Над бывшим отелем «Коран» развевается полотнище — на белом поле Красный Крест. Здесь фронтовой госпиталь. Любезен и предупредителен главный врач Братислав Борковац. Он рад русскому гостю, говорит по-русски:

— Я сам специалист по пластической хирургии, много раз бывал в СССР в служебных командировках, три месяца повышал квалификацию в Ленинградской военно-медицинской академии у генерала Ткаченко.

Блестящий специалист! Золотое время! Где оно? — грустит Братислав.

— Не имею права долго отрывать Вас от дела, — говорю я, — нужды и заботы фронтовых госпиталей известны. Задам главный вопрос: если бы сейчас Россия предложила гуманитарную помощь, что Вы затребовали в первую очередь?

— Антибиотики всех направлений, противостолбнячные средства, обезболивающие, стимуляторы сердечной деятельности, кровоостанавливающие, жаропонижающие, успокоительные препараты, антисептики, средства против ожогов, против туберкулёза,

эпилепсии, ревматизма… Естественно, я обозначил лишь основные направления. В январе нас посетила делегация с Дона. Они подарили нам лазерную установку, что значительно усилило наше оснащение.

— Сейчас фронт испытывает острый недостаток в бойцах, как говорят военные, в «живой силе». Поэтому командование заинтересовано в притоке русских добровольцев. Мне то и дело приходится отвечать на связанные с этим вопросы. Но ни разу не заходила речь об использовании российского медицинского персонала. Так нужны или не нужны здесь русские врачи и медсестры?

— Что касается госпиталя, то он на сегодня полностью укомплектован, но в целом на фронтах нехватка медицинских кадров, конечно же имеет место. Появление русских врачей и сестёр-добровольцев будет встречено с благодарностью.

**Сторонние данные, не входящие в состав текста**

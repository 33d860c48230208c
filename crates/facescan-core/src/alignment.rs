//! Face alignment via Umeyama similarity transform.
//!
//! Aligns detected faces to the canonical 112×112 ArcFace pose using the five
//! reference landmarks: a least-squares similarity transform (uniform scale,
//! rotation, translation; never a reflection) is estimated from the detected
//! landmarks and the face is resampled into a fixed-size canvas.

use crate::geometry::{det2, mul2, svd2x2, transpose2, Mat2};
use crate::types::Point;
use image::{Rgb, RgbImage};

/// ArcFace reference landmarks for a 112×112 output.
pub const REFERENCE_LANDMARKS_112: [Point; 5] = [
    (38.2946, 51.6963), // left eye
    (73.5318, 51.5014), // right eye
    (56.0252, 71.7366), // nose
    (41.5493, 92.3655), // left mouth
    (70.7299, 92.2041), // right mouth
];

pub const ALIGNED_SIZE: u32 = 112;

/// Source point sets with less spread than this are treated as degenerate.
const MIN_SOURCE_VARIANCE: f64 = 1e-10;
/// Neutral gray for canvas pixels that fall outside the source image.
const FILL_GRAY: [u8; 3] = [128, 128, 128];

/// 2-D similarity transform:
/// ```text
/// x' = a·x + c·y + tx
/// y' = b·x + d·y + ty
/// ```
#[derive(Debug, Clone, Copy, PartialEq)]
pub struct SimilarityTransform {
    pub a: f32,
    pub b: f32,
    pub c: f32,
    pub d: f32,
    pub tx: f32,
    pub ty: f32,
}

impl SimilarityTransform {
    pub const IDENTITY: Self = Self { a: 1.0, b: 0.0, c: 0.0, d: 1.0, tx: 0.0, ty: 0.0 };

    /// Compose uniform scale, counter-clockwise rotation (radians) and translation.
    pub fn from_parts(scale: f32, rotation: f32, tx: f32, ty: f32) -> Self {
        let (sin, cos) = rotation.sin_cos();
        Self {
            a: scale * cos,
            b: scale * sin,
            c: -scale * sin,
            d: scale * cos,
            tx,
            ty,
        }
    }

    pub fn apply(&self, (x, y): Point) -> Point {
        (
            self.a * x + self.c * y + self.tx,
            self.b * x + self.d * y + self.ty,
        )
    }

    /// Uniform scale factor.
    pub fn scale(&self) -> f32 {
        (self.a * self.d - self.b * self.c).abs().sqrt()
    }

    /// Rotation angle in radians.
    pub fn rotation(&self) -> f32 {
        self.b.atan2(self.a)
    }

    /// Inverse mapping, `None` if the linear part is singular.
    pub fn inverse(&self) -> Option<Self> {
        let det = self.a * self.d - self.b * self.c;
        if det.abs() < 1e-12 {
            return None;
        }
        let inv = 1.0 / det;
        let (a, b, c, d) = (self.d * inv, -self.b * inv, -self.c * inv, self.a * inv);
        Some(Self {
            a,
            b,
            c,
            d,
            tx: -(a * self.tx + c * self.ty),
            ty: -(b * self.tx + d * self.ty),
        })
    }
}

/// A face resampled into the canonical pose.
#[derive(Debug, Clone)]
pub struct AlignedFace {
    pub image: RgbImage,
    /// Source-frame → canvas mapping used to produce `image`.
    pub transform: SimilarityTransform,
}

fn centroid(points: &[Point]) -> (f64, f64) {
    let n = points.len() as f64;
    let (sx, sy) = points
        .iter()
        .fold((0.0f64, 0.0f64), |(sx, sy), &(x, y)| (sx + x as f64, sy + y as f64));
    (sx / n, sy / n)
}

/// Estimate the similarity transform mapping `src` onto `dst` (Umeyama 1991).
///
/// Returns `None` when the point sets differ in length, are empty, or the
/// source points are (nearly) coincident.
pub fn umeyama(src: &[Point], dst: &[Point]) -> Option<SimilarityTransform> {
    if src.is_empty() || src.len() != dst.len() {
        return None;
    }
    let n = src.len() as f64;

    let (smx, smy) = centroid(src);
    let (dmx, dmy) = centroid(dst);

    let mut src_var = 0.0f64;
    // cov = (1/n) Σ dst_c · src_cᵗ
    let mut cov: Mat2 = [[0.0; 2]; 2];
    for (&(sx, sy), &(dx, dy)) in src.iter().zip(dst) {
        let (sx, sy) = (sx as f64 - smx, sy as f64 - smy);
        let (dx, dy) = (dx as f64 - dmx, dy as f64 - dmy);
        src_var += sx * sx + sy * sy;
        cov[0][0] += dx * sx;
        cov[0][1] += dx * sy;
        cov[1][0] += dy * sx;
        cov[1][1] += dy * sy;
    }
    src_var /= n;
    if src_var < MIN_SOURCE_VARIANCE {
        tracing::debug!(src_var, "degenerate landmark spread; skipping alignment");
        return None;
    }
    for row in cov.iter_mut() {
        for v in row.iter_mut() {
            *v /= n;
        }
    }

    let svd = svd2x2(cov[0][0], cov[0][1], cov[1][0], cov[1][1]);
    let mut v = svd.v;
    let mut s1 = svd.s[1];
    if det2(&svd.u) * det2(&v) < 0.0 {
        // Flip the weakest axis so R is a proper rotation.
        v[0][1] = -v[0][1];
        v[1][1] = -v[1][1];
        s1 = -s1;
    }

    let r = mul2(&svd.u, &transpose2(&v));
    let scale = (svd.s[0] + s1) / src_var;

    let m = [
        [scale * r[0][0], scale * r[0][1]],
        [scale * r[1][0], scale * r[1][1]],
    ];
    let tx = dmx - (m[0][0] * smx + m[0][1] * smy);
    let ty = dmy - (m[1][0] * smx + m[1][1] * smy);

    Some(SimilarityTransform {
        a: m[0][0] as f32,
        b: m[1][0] as f32,
        c: m[0][1] as f32,
        d: m[1][1] as f32,
        tx: tx as f32,
        ty: ty as f32,
    })
}

/// Resample `image` through `transform` into an `out_size × out_size` canvas.
///
/// Each canvas pixel is mapped back into the source and bilinearly
/// interpolated; samples outside the source read as neutral gray.
pub fn warp_affine(image: &RgbImage, transform: &SimilarityTransform, out_size: u32) -> RgbImage {
    let Some(inv) = transform.inverse() else {
        return RgbImage::from_pixel(out_size, out_size, Rgb(FILL_GRAY));
    };

    let (width, height) = (image.width() as i64, image.height() as i64);
    let sample = |x: i64, y: i64| -> [f32; 3] {
        if x >= 0 && x < width && y >= 0 && y < height {
            let p = image.get_pixel(x as u32, y as u32);
            [p[0] as f32, p[1] as f32, p[2] as f32]
        } else {
            FILL_GRAY.map(|v| v as f32)
        }
    };

    RgbImage::from_fn(out_size, out_size, |ox, oy| {
        let (sx, sy) = inv.apply((ox as f32, oy as f32));
        if !sx.is_finite() || !sy.is_finite() {
            return Rgb(FILL_GRAY);
        }

        let x0 = sx.floor() as i64;
        let y0 = sy.floor() as i64;
        let fx = sx - x0 as f32;
        let fy = sy - y0 as f32;

        let tl = sample(x0, y0);
        let tr = sample(x0 + 1, y0);
        let bl = sample(x0, y0 + 1);
        let br = sample(x0 + 1, y0 + 1);

        Rgb(std::array::from_fn(|c| {
            let val = tl[c] * (1.0 - fx) * (1.0 - fy)
                + tr[c] * fx * (1.0 - fy)
                + bl[c] * (1.0 - fx) * fy
                + br[c] * fx * fy;
            val.round().clamp(0.0, 255.0) as u8
        }))
    })
}

/// Align a detected face to the canonical 112×112 pose.
///
/// Returns `None` when fewer than five landmarks are supplied or their
/// spread is degenerate.
pub fn align_face(image: &RgbImage, landmarks: &[Point]) -> Option<AlignedFace> {
    if landmarks.len() < REFERENCE_LANDMARKS_112.len() {
        tracing::debug!(count = landmarks.len(), "too few landmarks for alignment");
        return None;
    }
    let transform = umeyama(&landmarks[..5], &REFERENCE_LANDMARKS_112)?;
    Some(AlignedFace {
        image: warp_affine(image, &transform, ALIGNED_SIZE),
        transform,
    })
}

#[cfg(test)]
mod tests {
    use super::*;

    fn transformed_reference(t: &SimilarityTransform) -> [Point; 5] {
        REFERENCE_LANDMARKS_112.map(|p| t.apply(p))
    }

    #[test]
    fn test_identity_transform() {
        let pts = REFERENCE_LANDMARKS_112;
        let m = umeyama(&pts, &pts).unwrap();

        assert!((m.a - 1.0).abs() < 1e-4, "a = {}", m.a);
        assert!(m.b.abs() < 1e-4, "b = {}", m.b);
        assert!(m.c.abs() < 1e-4, "c = {}", m.c);
        assert!((m.d - 1.0).abs() < 1e-4, "d = {}", m.d);
        assert!(m.tx.abs() < 1e-3, "tx = {}", m.tx);
        assert!(m.ty.abs() < 1e-3, "ty = {}", m.ty);
    }

    #[test]
    fn test_scaled_transform() {
        // Source landmarks at 2x scale → transform scale ≈ 0.5
        let src = REFERENCE_LANDMARKS_112.map(|(x, y)| (x * 2.0, y * 2.0));
        let m = umeyama(&src, &REFERENCE_LANDMARKS_112).unwrap();
        assert!((m.scale() - 0.5).abs() < 1e-4, "scale = {}", m.scale());
        assert!(m.rotation().abs() < 1e-4);
    }

    #[test]
    fn test_recovers_known_transform() {
        let known = SimilarityTransform::from_parts(1.7, 0.4, -23.0, 41.5);
        let dst = transformed_reference(&known);
        let est = umeyama(&REFERENCE_LANDMARKS_112, &dst).unwrap();

        assert!((est.scale() - 1.7).abs() < 1e-3, "scale = {}", est.scale());
        assert!((est.rotation() - 0.4).abs() < 1e-3, "rotation = {}", est.rotation());
        assert!((est.tx + 23.0).abs() < 1e-2, "tx = {}", est.tx);
        assert!((est.ty - 41.5).abs() < 1e-2, "ty = {}", est.ty);
    }

    #[test]
    fn test_mirrored_points_yield_proper_rotation() {
        // Mirror the reference horizontally: best fit must still be a rotation.
        let dst = REFERENCE_LANDMARKS_112.map(|(x, y)| (112.0 - x, y));
        let est = umeyama(&REFERENCE_LANDMARKS_112, &dst).unwrap();
        let det = est.a * est.d - est.b * est.c;
        assert!(det > 0.0, "reflection leaked into transform: det = {det}");
        assert!((est.a - est.d).abs() < 1e-4);
        assert!((est.b + est.c).abs() < 1e-4);
    }

    #[test]
    fn test_degenerate_points() {
        let src = [(10.0, 10.0); 5];
        assert!(umeyama(&src, &REFERENCE_LANDMARKS_112).is_none());
        assert!(umeyama(&[], &[]).is_none());
        assert!(umeyama(&src[..3], &REFERENCE_LANDMARKS_112).is_none());
    }

    #[test]
    fn test_inverse_roundtrip() {
        let t = SimilarityTransform::from_parts(0.8, -1.1, 5.0, -7.0);
        let inv = t.inverse().unwrap();
        let p = (13.0, 29.0);
        let back = inv.apply(t.apply(p));
        assert!((back.0 - p.0).abs() < 1e-4 && (back.1 - p.1).abs() < 1e-4);
    }

    #[test]
    fn test_warp_output_size_and_fill() {
        let frame = RgbImage::from_pixel(64, 48, Rgb([10, 20, 30]));
        let out = warp_affine(&frame, &SimilarityTransform::IDENTITY, 112);
        assert_eq!(out.dimensions(), (112, 112));
        assert_eq!(out.get_pixel(5, 5), &Rgb([10, 20, 30]));
        // Past the source extent: neutral gray.
        assert_eq!(out.get_pixel(100, 100), &Rgb(FILL_GRAY));
    }

    #[test]
    fn test_align_face_requires_five_landmarks() {
        let frame = RgbImage::new(200, 200);
        assert!(align_face(&frame, &REFERENCE_LANDMARKS_112[..4]).is_none());
        let aligned = align_face(&frame, &REFERENCE_LANDMARKS_112).unwrap();
        assert_eq!(aligned.image.dimensions(), (ALIGNED_SIZE, ALIGNED_SIZE));
    }

    #[test]
    fn test_landmark_roundtrip() {
        // Place a bright patch at a landmark position, verify it lands near the
        // reference position after alignment.
        let (w, h) = (200u32, 200u32);
        let mut frame = RgbImage::new(w, h);

        let src_landmarks: [Point; 5] = [
            (80.0, 60.0),
            (120.0, 60.0),
            (100.0, 85.0),
            (85.0, 110.0),
            (115.0, 110.0),
        ];

        let (lx, ly) = (src_landmarks[0].0 as u32, src_landmarks[0].1 as u32);
        for y in ly - 2..=ly + 2 {
            for x in lx - 2..=lx + 2 {
                frame.put_pixel(x, y, Rgb([255, 255, 255]));
            }
        }

        let aligned = align_face(&frame, &src_landmarks).unwrap();

        let (ref_x, ref_y) = aligned.transform.apply(src_landmarks[0]);
        let (ref_x, ref_y) = (ref_x.round() as u32, ref_y.round() as u32);
        let mut max_val = 0u8;
        for y in ref_y - 1..=ref_y + 1 {
            for x in ref_x - 1..=ref_x + 1 {
                max_val = max_val.max(aligned.image.get_pixel(x, y)[0]);
            }
        }
        assert!(
            max_val > 100,
            "Expected bright patch near mapped left eye ({ref_x}, {ref_y}), max={max_val}"
        );
    }
}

— Позвольте, Братислав, немного отвлечённый вопрос: каково Ваше мнение о здравоохранении в бывшем СССР?

— Это он, наверное, для Вас, к сожалению, «бывший», а я не признаю распада ССССР: просто очередное историческое недоразумение, из которых, во многом и состоит История. Конкретно о здравоохранении. Прекрасная организация, великолепные, самоотверженные специалисты. Но медтехника оставляет желать лучшего. Другое дело, что и с такой устаревшей техникой в России творят чудеса (сам видел!). Но, повторяю, это другое дело.

В сопровождении Панто Станковича, психолога, иду в палаты. По пути интересуюсь, много ли психических расстройств в связи с фронтом.

— К счастью, немного, — отвечает Панто, — высок моральный дух войск. Тем не менее 1—2 человека в неделю обращаются за помощью. Как правило достаточно шестидневной терапии и человек восстанавливает нервную энергию.

Мы в общей палате. В просторном помещении с высоким потолком несколько десятков кроватей в три ряда: вдоль стен и по середине. Одеты раненые по-всякому: в халаты, в пижамы, в трико… Время процедур окончено и в ожидании обеда они заняты кто чем: шашки, шахматы, карты, домино… К некоторым пришли родственники, друзья. Курить можно. И рядовые, и офицеры вместе, офицерских палат нет.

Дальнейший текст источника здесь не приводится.